Exercise description:
For this exercise, output the line containing "4, regs::CTX_STS_INDIRECT).unwrap(), 0x42);" and every line after it through the end of the records, exactly, and no other line.

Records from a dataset
↓↓↓
//! Register access layer
//!
//! [`CsrBus`] is the raw 32-bit window onto the three register spaces; it is
//! implemented by the mapped BAR ([`crate::mmio::MmioCsrBus`]) and by the
//! software model ([`crate::backends::SoftwareAccelerator`]).
//!
//! [`AeCsr`] layers the engine protocol on top:
//!
//! - every local CSR access is confirmed against `LOCAL_CSR_STATUS` and
//!   retried within a fixed budget
//! - per-context ("indirect") CSRs are reached by swapping `CSR_CTX_POINTER`
//!   and always restoring it afterwards

use crate::config::RetryBudget;
use crate::error::{QatError, Result};
use qat_chip::regfile::MAX_CTX;
use qat_chip::regs::{self, csr_ctx_pointer, local_csr_status};
use std::fmt::Debug;
use tracing::warn;

/// Register space addressed by a [`CsrBus`] access.
#[derive(Debug, Clone, Copy, PartialEq, Eq, Hash)]
pub enum Space {
    /// Per-engine local CSRs, offsets from [`regs::ae_local`].
    AeLocal,
    /// Per-engine read-transfer registers, offsets from [`regs::ae_xfer`].
    AeXfer,
    /// Global CSRs (reset, clocks, FCU).
    Global,
}

/// Raw CSR window.
///
/// Offsets are byte offsets within `space`. Implementations only check that
/// the access lies inside the mapping; busy handling belongs to [`AeCsr`].
pub trait CsrBus: Debug + Send {
    /// Read one register.
    ///
    /// # Errors
    ///
    /// Returns error if the offset lies outside the mapped window.
    fn read32(&mut self, space: Space, offset: usize) -> Result<u32>;

    /// Write one register.
    ///
    /// # Errors
    ///
    /// Returns error if the offset lies outside the mapped window.
    fn write32(&mut self, space: Space, offset: usize, value: u32) -> Result<()>;
}

impl<B: CsrBus + ?Sized> CsrBus for Box<B> {
    fn read32(&mut self, space: Space, offset: usize) -> Result<u32> {
        (**self).read32(space, offset)
    }

    fn write32(&mut self, space: Space, offset: usize, value: u32) -> Result<()> {
        (**self).write32(space, offset, value)
    }
}

/// Engine-aware register access with busy retry and context-pointer
/// management.
#[derive(Debug)]
pub struct AeCsr<B> {
    bus: B,
    ae_mask: u32,
    retries: RetryBudget,
}

impl<B: CsrBus> AeCsr<B> {
    /// Wrap `bus` for the engines in `ae_mask`.
    pub const fn new(bus: B, ae_mask: u32, retries: RetryBudget) -> Self {
        Self {
            bus,
            ae_mask,
            retries,
        }
    }

    /// Poll budgets.
    pub const fn retries(&self) -> RetryBudget {
        self.retries
    }

    /// Enabled engines.
    pub const fn ae_mask(&self) -> u32 {
        self.ae_mask
    }

    /// Whether engine `ae` is present.
    pub const fn is_present(&self, ae: u8) -> bool {
        ae < 32 && (self.ae_mask >> ae) & 1 != 0
    }

    /// Present engines in ascending order.
    pub fn engines(&self) -> impl Iterator<Item = u8> + '_ {
        (0..32u8).filter(move |&ae| self.is_present(ae))
    }

    /// Underlying bus.
    pub const fn bus(&self) -> &B {
        &self.bus
    }

    /// Underlying bus, mutably.
    pub fn bus_mut(&mut self) -> &mut B {
        &mut self.bus
    }

    /// Release the bus.
    pub fn into_inner(self) -> B {
        self.bus
    }

    pub(crate) fn check_ae(&self, ae: u8) -> Result<()> {
        if self.is_present(ae) {
            Ok(())
        } else {
            Err(QatError::invalid_argument(format!(
                "AE{ae} not present (mask {:#x})",
                self.ae_mask
            )))
        }
    }

    fn local_busy(&mut self, ae: u8) -> Result<bool> {
        let status = self
            .bus
            .read32(Space::AeLocal, regs::ae_local(ae, regs::LOCAL_CSR_STATUS))?;
        Ok(status & local_csr_status::STATUS != 0)
    }

    /// Read local CSR `csr` of engine `ae`.
    ///
    /// # Errors
    ///
    /// Returns `CsrTimeout` if the access stays busy for the whole retry
    /// budget, or `InvalidArgument` if `ae` is not present.
    pub fn read(&mut self, ae: u8, csr: usize) -> Result<u32> {
        self.check_ae(ae)?;
        let offset = regs::ae_local(ae, csr);
        for _ in 0..=self.retries.csr {
            let value = self.bus.read32(Space::AeLocal, offset)?;
            if !self.local_busy(ae)? {
                return Ok(value);
            }
        }
        warn!("AE{ae}: local CSR read of {csr:#x} stayed busy");
        Err(QatError::csr_timeout(ae, csr))
    }

    /// Write local CSR `csr` of engine `ae`.
    ///
    /// # Errors
    ///
    /// Returns `CsrTimeout` if the access stays busy for the whole retry
    /// budget, or `InvalidArgument` if `ae` is not present.
    pub fn write(&mut self, ae: u8, csr: usize, value: u32) -> Result<()> {
        self.check_ae(ae)?;
        let offset = regs::ae_local(ae, csr);
        for _ in 0..=self.retries.csr {
            self.bus.write32(Space::AeLocal, offset, value)?;
            if !self.local_busy(ae)? {
                return Ok(());
            }
        }
        warn!("AE{ae}: local CSR write of {csr:#x} = {value:#x} stayed busy");
        Err(QatError::csr_timeout(ae, csr))
    }

    /// Read-modify-write of a local CSR.
    ///
    /// # Errors
    ///
    /// Propagates errors from [`Self::read`] and [`Self::write`].
    pub fn modify(&mut self, ae: u8, csr: usize, f: impl FnOnce(u32) -> u32) -> Result<()> {
        let value = self.read(ae, csr)?;
        self.write(ae, csr, f(value))
    }

    /// Write read-transfer register slot `reg` of engine `ae`.
    ///
    /// # Errors
    ///
    /// Returns error if `ae` is not present or the bus rejects the access.
    pub fn write_xfer(&mut self, ae: u8, reg: u16, value: u32) -> Result<()> {
        self.check_ae(ae)?;
        self.bus
            .write32(Space::AeXfer, regs::ae_xfer(ae, usize::from(reg)), value)
    }

    /// Read a global CSR.
    ///
    /// # Errors
    ///
    /// Returns error if the bus rejects the access.
    pub fn read_global(&mut self, offset: usize) -> Result<u32> {
        self.bus.read32(Space::Global, offset)
    }

    /// Write a global CSR.
    ///
    /// # Errors
    ///
    /// Returns error if the bus rejects the access.
    pub fn write_global(&mut self, offset: usize, value: u32) -> Result<()> {
        self.bus.write32(Space::Global, offset, value)
    }

    fn check_indirect(csr: usize) -> Result<()> {
        if regs::is_indirect(csr) {
            Ok(())
        } else {
            Err(QatError::invalid_argument(format!(
                "CSR {csr:#x} is not context indirect"
            )))
        }
    }

    /// Read per-context CSR `csr` of context `ctx`.
    ///
    /// The context pointer is only rewritten when it differs from `ctx`, and
    /// is restored even if the access fails.
    ///
    /// # Errors
    ///
    /// Returns `InvalidArgument` for a bad context or a direct CSR, or the
    /// first access error.
    pub fn indirect_read(&mut self, ae: u8, ctx: u8, csr: usize) -> Result<u32> {
        if ctx >= MAX_CTX {
            return Err(QatError::invalid_argument(format!("context {ctx} out of range")));
        }
        Self::check_indirect(csr)?;

        let saved = self.read(ae, regs::CSR_CTX_POINTER)?;
        let swap = saved & csr_ctx_pointer::CTX_MASK != u32::from(ctx);
        if swap {
            self.write(ae, regs::CSR_CTX_POINTER, u32::from(ctx))?;
        }
        let value = self.read(ae, csr);
        if swap {
            let restored = self.write(ae, regs::CSR_CTX_POINTER, saved);
            let value = value?;
            restored?;
            return Ok(value);
        }
        value
    }

    /// Write `value` to per-context CSR `csr` of every context in
    /// `ctx_mask`.
    ///
    /// The context pointer is restored once at the end, even on failure.
    ///
    /// # Errors
    ///
    /// Returns `InvalidArgument` for a direct CSR, or the first access error.
    pub fn indirect_write(&mut self, ae: u8, ctx_mask: u8, csr: usize, value: u32) -> Result<()> {
        Self::check_indirect(csr)?;

        let saved = self.read(ae, regs::CSR_CTX_POINTER)?;
        let mut result = Ok(());
        for ctx in (0..MAX_CTX).filter(|c| ctx_mask & (1 << c) != 0) {
            result = self
                .write(ae, regs::CSR_CTX_POINTER, u32::from(ctx))
                .and_then(|()| self.write(ae, csr, value));
            if result.is_err() {
                break;
            }
        }
        let restored = self.write(ae, regs::CSR_CTX_POINTER, saved);
        result.and(restored)
    }
}

#[cfg(test)]
mod tests {
    use super::*;
    use crate::backends::{Fault, SoftwareAccelerator};
    use qat_chip::ChipVariant;

    fn csr() -> AeCsr<SoftwareAccelerator> {
        let sim = SoftwareAccelerator::new(ChipVariant::C3xxx);
        let mask = sim.ae_mask();
        let retries = RetryBudget { csr: 8, ..RetryBudget::default() };
        AeCsr::new(sim, mask, retries)
    }

    #[test]
    fn busy_status_exhausts_retry_budget() {
        let mut c = csr();
        c.bus_mut().inject(Fault::CsrBusy { ae: 2 });
        let err = c.read(2, regs::CTX_ENABLES).unwrap_err();
        assert!(matches!(err, QatError::CsrTimeout { ae: 2, offset: regs::CTX_ENABLES }));
        assert!(matches!(
            c.write(2, regs::CC_ENABLE, 0).unwrap_err(),
            QatError::CsrTimeout { ae: 2, .. }
        ));
        assert!(c.read(1, regs::CTX_ENABLES).is_ok());
    }

    #[test]
    fn absent_engine_is_rejected() {
        let mut c = csr();
        assert!(matches!(
            c.read(20, regs::CTX_ENABLES).unwrap_err(),
            QatError::InvalidArgument { .. }
        ));
    }

    #[test]
    fn indirect_access_restores_context_pointer() {
        let mut c = csr();
        c.write(0, regs::CSR_CTX_POINTER, 3).unwrap();
        c.indirect_write(0, 0b0101_0000, regs::CTX_STS_INDIRECT, 0x42).unwrap();
        assert_eq!(c.read(0, regs::CSR_CTX_POINTER).unwrap(), 3);
        assert_eq!(c.indirect_read(0, 4, regs::CTX_STS_INDIRECT).unwrap(), 0x42);
        assert_eq!(c.indirect_read(0, 6, regs::CTX_STS_INDIRECT).unwrap(), 0x42);
        assert_eq!(c.indirect_read(0, 5, regs::CTX_STS_INDIRECT).unwrap(), 0);
        assert_eq!(c.read(0, regs::CSR_CTX_POINTER).unwrap(), 3);
    }

    #[test]
    fn direct_csr_rejected_by_indirect_path() {
        let mut c = csr();
        assert!(c.indirect_read(0, 0, regs::CTX_ENABLES).is_err());
        assert!(c.indirect_read(0, 8, regs::CTX_STS_INDIRECT).is_err());
    }
}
↑↑↑
Result for this exercise:
        assert_eq!(c.indirect_read(0, 4, regs::CTX_STS_INDIRECT).unwrap(), 0x42);
        assert_eq!(c.indirect_read(0, 6, regs::CTX_STS_INDIRECT).unwrap(), 0x42);
        assert_eq!(c.indirect_read(0, 5, regs::CTX_STS_INDIRECT).unwrap(), 0);
        assert_eq!(c.read(0, regs::CSR_CTX_POINTER).unwrap(), 3);
    }

    #[test]
    fn direct_csr_rejected_by_indirect_path() {
        let mut c = csr();
        assert!(c.indirect_read(0, 0, regs::CTX_ENABLES).is_err());
        assert!(c.indirect_read(0, 8, regs::CTX_STS_INDIRECT).is_err());
    }
}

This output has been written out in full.